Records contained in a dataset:
☆ ☆ ☆ ☆
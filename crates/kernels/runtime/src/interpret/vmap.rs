//! Modular vectorisation.
//!
//! A vmap of size `A` inside a pass of `L` lanes runs its body with `L·A`
//! lanes; lane `l·A + a` is element `a` of outer lane `l`. Inputs are laid
//! out on entry and outputs folded back on exit:
//!
//! ```text
//! uniform, mapped      [A, ..]     -> tiled L times
//! uniform, unmapped    [..]        -> stays uniform
//! lanes,   unmapped    [L, ..]     -> each lane repeated A times
//! lanes,   mapped      [L, .., A]  -> axis moved forward, reshaped to [L·A, ..]
//! ```
//!
//! On exit a lane slot of `L·A` lanes becomes `L` lanes of `[A, ..]`.

use stoch_foundation::{Shape, Slot, Value};
use stoch_ir::Graph;
use tracing::debug;

use crate::context::Context;
use crate::error::{Error, Result};
use crate::interpret::eval::run_graph;

/// Lane layout of one vectorised call.
#[derive(Debug, Clone, Copy, PartialEq, Eq)]
pub(crate) struct LaneLayout {
    /// Lanes of the enclosing pass.
    pub outer: Option<usize>,
    /// Size of the mapped axis.
    pub size: usize,
}

impl LaneLayout {
    pub(crate) fn new(outer: Option<usize>, size: usize) -> Self {
        Self { outer, size }
    }

    /// Lane count inside the vectorised call.
    pub(crate) fn inner(&self) -> usize {
        self.outer.unwrap_or(1) * self.size
    }

    /// Lay out one input for the inner pass.
    pub(crate) fn enter(&self, slot: &Slot, axis: Option<usize>) -> Result<Slot> {
        Ok(match (slot, axis) {
            (Slot::Uniform(_), None) => slot.clone(),
            (Slot::Uniform(v), Some(a)) => {
                let moved = v.move_axis(a, 0)?;
                match self.outer {
                    None => Slot::Lanes(moved),
                    Some(l) => Slot::Lanes(moved.tile_axis0(l)?),
                }
            }
            (Slot::Lanes(_), None) => slot.repeat_lanes(self.size)?,
            (Slot::Lanes(v), Some(a)) => {
                let moved = v.move_axis(a + 1, 1)?;
                let mut dims = vec![self.inner()];
                dims.extend_from_slice(&moved.shape().dims()[2..]);
                Slot::Lanes(moved.reshape(dims)?)
            }
        })
    }

    /// Run `f` as the inner pass: the lane count becomes [`LaneLayout::inner`]
    /// and a lane mask is repeated onto every element of its lane.
    pub(crate) fn run<T>(&self, ctx: &mut Context, f: impl FnOnce(&mut Context) -> Result<T>) -> Result<T> {
        let mask = ctx.mask().map(|m| m.repeat_lanes(self.size)).transpose()?;
        ctx.with_lanes(Some(self.inner()), |ctx| ctx.replacing_mask(mask, f))
    }

    /// Fold one output of the inner pass back into the outer layout.
    pub(crate) fn exit(&self, slot: &Slot) -> Result<Slot> {
        Ok(match slot {
            Slot::Uniform(v) => Slot::Uniform(v.reshape(v.shape().prepend(1))?.tile_axis0(self.size)?),
            Slot::Lanes(v) => match self.outer {
                None => Slot::Uniform(v.clone()),
                Some(l) => {
                    let mut dims = vec![l, self.size];
                    dims.extend_from_slice(v.shape().tail().dims());
                    Slot::Lanes(v.reshape(dims)?)
                }
            },
        })
    }
}

/// Length of the mapped axis, read from the mapped inputs.
///
/// All mapped inputs must agree with each other and with `axis_size` when
/// it is given. Without mapped inputs `axis_size` is required.
pub(crate) fn static_dim_length(
    in_axes: &[Option<usize>],
    shapes: &[Shape],
    axis_size: Option<usize>,
) -> Result<usize> {
    if in_axes.len() != shapes.len() {
        return Err(Error::ShapeMismatch(format!(
            "{} axes for {} arguments",
            in_axes.len(),
            shapes.len()
        )));
    }
    let mut found = axis_size;
    for (i, (axis, shape)) in in_axes.iter().zip(shapes).enumerate() {
        let Some(a) = axis else { continue };
        let n = shape.dims().get(*a).copied().ok_or_else(|| {
            Error::ShapeMismatch(format!("argument {} of shape {} has no axis {}", i, shape, a))
        })?;
        match found {
            Some(m) if m != n => {
                return Err(Error::ShapeMismatch(format!(
                    "argument {} maps an axis of length {}, expected {}",
                    i, n, m
                )))
            }
            _ => found = Some(n),
        }
    }
    found.ok_or_else(|| Error::ShapeMismatch("no mapped argument and no axis size".to_string()))
}

/// `shape` without axis `axis`.
pub(crate) fn remove_axis(shape: &Shape, axis: usize) -> Result<Shape> {
    if axis >= shape.rank() {
        return Err(Error::ShapeMismatch(format!("shape {} has no axis {}", shape, axis)));
    }
    let mut dims = shape.dims().to_vec();
    dims.remove(axis);
    Ok(Shape::new(dims))
}

/// Run `graph` over `args` mapped along `in_axes`, under the current lanes.
pub(crate) fn vmap_slots(
    ctx: &mut Context,
    graph: &Graph,
    in_axes: &[Option<usize>],
    axis_size: Option<usize>,
    args: Vec<Slot>,
) -> Result<Vec<Slot>> {
    let shapes: Vec<Shape> = args.iter().map(Slot::lane_shape).collect();
    let layout = LaneLayout::new(ctx.lanes(), static_dim_length(in_axes, &shapes, axis_size)?);
    let inner_args = args
        .iter()
        .zip(in_axes)
        .map(|(slot, axis)| layout.enter(slot, *axis))
        .collect::<Result<Vec<_>>>()?;
    debug!(size = layout.size, lanes = layout.inner(), "vmap");
    let outs = layout.run(ctx, |ctx| run_graph(ctx, graph, inner_args))?;
    outs.iter().map(|slot| layout.exit(slot)).collect()
}

/// Vectorise `graph` over `in_axes` of `args`.
///
/// Outputs carry the mapped axis in front. `axis_size` is inferred from the
/// mapped arguments when absent.
pub fn modular_vmap(
    ctx: &mut Context,
    graph: &Graph,
    in_axes: &[Option<usize>],
    axis_size: Option<usize>,
    args: &[Value],
) -> Result<Vec<Value>> {
    let slots = args.iter().cloned().map(Slot::Uniform).collect();
    Ok(vmap_slots(ctx, graph, in_axes, axis_size, slots)?
        .into_iter()
        .map(Slot::into_value)
        .collect())
}

#[cfg(test)]
mod tests {
    use super::*;
    use crate::distributions::normal;
    use crate::ops::ProbabilisticStager;
    use stoch_foundation::{DType, Key};
    use stoch_ir::{stage, Atom, Aval};

    #[test]
    fn test_axis_size_inference() {
        let shapes = [Shape::new(vec![3, 2]), Shape::scalar()];
        assert_eq!(static_dim_length(&[Some(0), None], &shapes, None).unwrap(), 3);
        assert_eq!(static_dim_length(&[Some(1), None], &shapes, None).unwrap(), 2);
        assert!(matches!(
            static_dim_length(&[Some(0), None], &shapes, Some(4)),
            Err(Error::ShapeMismatch(_))
        ));
        assert!(static_dim_length(&[None, None], &shapes, None).is_err());
    }

    #[test]
    fn test_nested_layout_round_trips() {
        let layout = LaneLayout::new(Some(2), 3);
        // Two outer lanes, each holding a length-3 vector.
        let outer = Slot::Lanes(Value::from_f64s(&[0.0, 1.0, 2.0, 10.0, 11.0, 12.0]).reshape(vec![2, 3]).unwrap());
        let inner = layout.enter(&outer, Some(0)).unwrap();
        assert_eq!(inner.lane_count(), Some(6));
        assert_eq!(inner.lane(4).unwrap(), Value::f64(11.0));
        assert_eq!(layout.exit(&inner).unwrap(), outer);

        let shared = Slot::Lanes(Value::from_f64s(&[5.0, 7.0]));
        let repeated = layout.enter(&shared, None).unwrap();
        assert_eq!(repeated.lane(2).unwrap(), Value::f64(5.0));
        assert_eq!(repeated.lane(3).unwrap(), Value::f64(7.0));
    }

    #[test]
    fn test_mapped_sampling_draws_per_element() {
        let graph = stage::<Error, _>(&[Aval::scalar(DType::F64)], |s, xs| {
            let x = s.sample(&normal(), &[xs[0].clone(), Atom::from(1.0)])?;
            Ok(vec![x])
        })
        .unwrap();
        let means = Value::from_f64s(&[0.0, 100.0, 200.0, 300.0]);
        let out = modular_vmap(&mut Context::seeded(Key::new(9)), &graph, &[Some(0)], None, &[means]).unwrap();
        assert_eq!(out[0].shape(), &Shape::new(vec![4]));
        for (i, x) in out[0].data().iter().enumerate() {
            assert!((x - 100.0 * i as f64).abs() < 10.0);
        }
    }

    #[test]
    fn test_unmapped_output_is_broadcast() {
        let graph = stage::<Error, _>(&[Aval::scalar(DType::F64)], |s, _| Ok(vec![s.constant(Value::f64(2.0))])).unwrap();
        let out = modular_vmap(&mut Context::new(), &graph, &[None], Some(3), &[Value::f64(0.0)]).unwrap();
        assert_eq!(out[0], Value::from_f64s(&[2.0, 2.0, 2.0]));
    }
}
//! Deterministic compilation boundary.
//!
//! A [`Kernel`] is a validated graph that is a pure function of its inputs.
//! Graphs that can still sample (an assume node, or a trace node whose
//! callee may sample, anywhere including sub-graphs) are refused with
//! [`IrError::UnseededSampling`]: such graphs only become deterministic when
//! a key is threaded through them by seeded interpretation.

use std::sync::Arc;

use stoch_foundation::Value;

use crate::error::{IrError, Result};
use crate::eval::eval_graph;
use crate::graph::Graph;
use crate::validate::ensure_valid;

/// A compiled deterministic graph.
#[derive(Debug, Clone)]
pub struct Kernel {
    graph: Arc<Graph>,
}

/// Compile `graph` into a deterministic kernel.
pub fn compile(graph: Arc<Graph>) -> Result<Kernel> {
    let mut offending = None;
    graph.any_node(&mut |eqn| match eqn.op.custom_kind() {
        Some(kind) if kind.samples() => {
            offending = Some(kind.to_string());
            true
        }
        _ => false,
    });
    if let Some(op) = offending {
        tracing::debug!(%op, "refusing to compile unseeded graph");
        return Err(IrError::UnseededSampling { op });
    }
    ensure_valid(&graph)?;
    Ok(Kernel { graph })
}

impl Kernel {
    pub fn graph(&self) -> &Graph {
        &self.graph
    }

    pub fn call(&self, args: &[Value]) -> Result<Vec<Value>> {
        eval_graph(&self.graph, args)
    }
}

#[cfg(test)]
mod tests {
    use super::*;
    use crate::custom::{Elaboration, OpKind, RuleSet};
    use crate::graph::{Atom, Aval};
    use crate::stage::stage;
    use stoch_foundation::DType;

    fn assume_op() -> crate::custom::CustomOp {
        OpKind::Assume
            .bind(
                RuleSet::new()
                    .execute(|_, _| Ok(vec![Value::f64(0.5)]))
                    .infer_shapes(|_, _| Ok(vec![Aval::scalar(DType::F64)]))
                    .batch(|_, xs, axes| Ok((xs.to_vec(), axes.to_vec())))
                    .differentiate(|_, p, t| Ok((p.to_vec(), t.to_vec()))),
                Elaboration::labelled("uniform"),
            )
            .unwrap()
    }

    #[test]
    fn test_pure_graph_compiles() {
        let graph = stage::<IrError, _>(&[Aval::scalar(DType::F64)], |s, xs| Ok(vec![s.exp(&xs[0])?])).unwrap();
        let kernel = compile(Arc::new(graph)).unwrap();
        assert_eq!(kernel.call(&[Value::f64(0.0)]).unwrap(), vec![Value::f64(1.0)]);
    }

    #[test]
    fn test_assume_in_branch_is_refused() {
        let graph = stage::<IrError, _>(&[Aval::scalar(DType::Bool)], |s, xs| {
            s.if_else(
                &xs[0],
                &[],
                |s, _| s.bind(assume_op(), &[]),
                |_, _| Ok(vec![Atom::from(0.0)]),
            )
        })
        .unwrap();
        let err = compile(Arc::new(graph)).unwrap_err();
        assert_eq!(err, IrError::UnseededSampling { op: "assume".to_string() });
    }
}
☆ ☆ ☆ ☆
- **To do**
Which lines hold the word "Result"? Copy each of them from the records.

- **Answer**
use crate::error::{Error, Result};
    pub(crate) fn enter(&self, slot: &Slot, axis: Option<usize>) -> Result<Slot> {
    pub(crate) fn run<T>(&self, ctx: &mut Context, f: impl FnOnce(&mut Context) -> Result<T>) -> Result<T> {
    pub(crate) fn exit(&self, slot: &Slot) -> Result<Slot> {
) -> Result<usize> {
pub(crate) fn remove_axis(shape: &Shape, axis: usize) -> Result<Shape> {
) -> Result<Vec<Slot>> {
        .collect::<Result<Vec<_>>>()?;
) -> Result<Vec<Value>> {
use crate::error::{IrError, Result};
pub fn compile(graph: Arc<Graph>) -> Result<Kernel> {
    pub fn call(&self, args: &[Value]) -> Result<Vec<Value>> {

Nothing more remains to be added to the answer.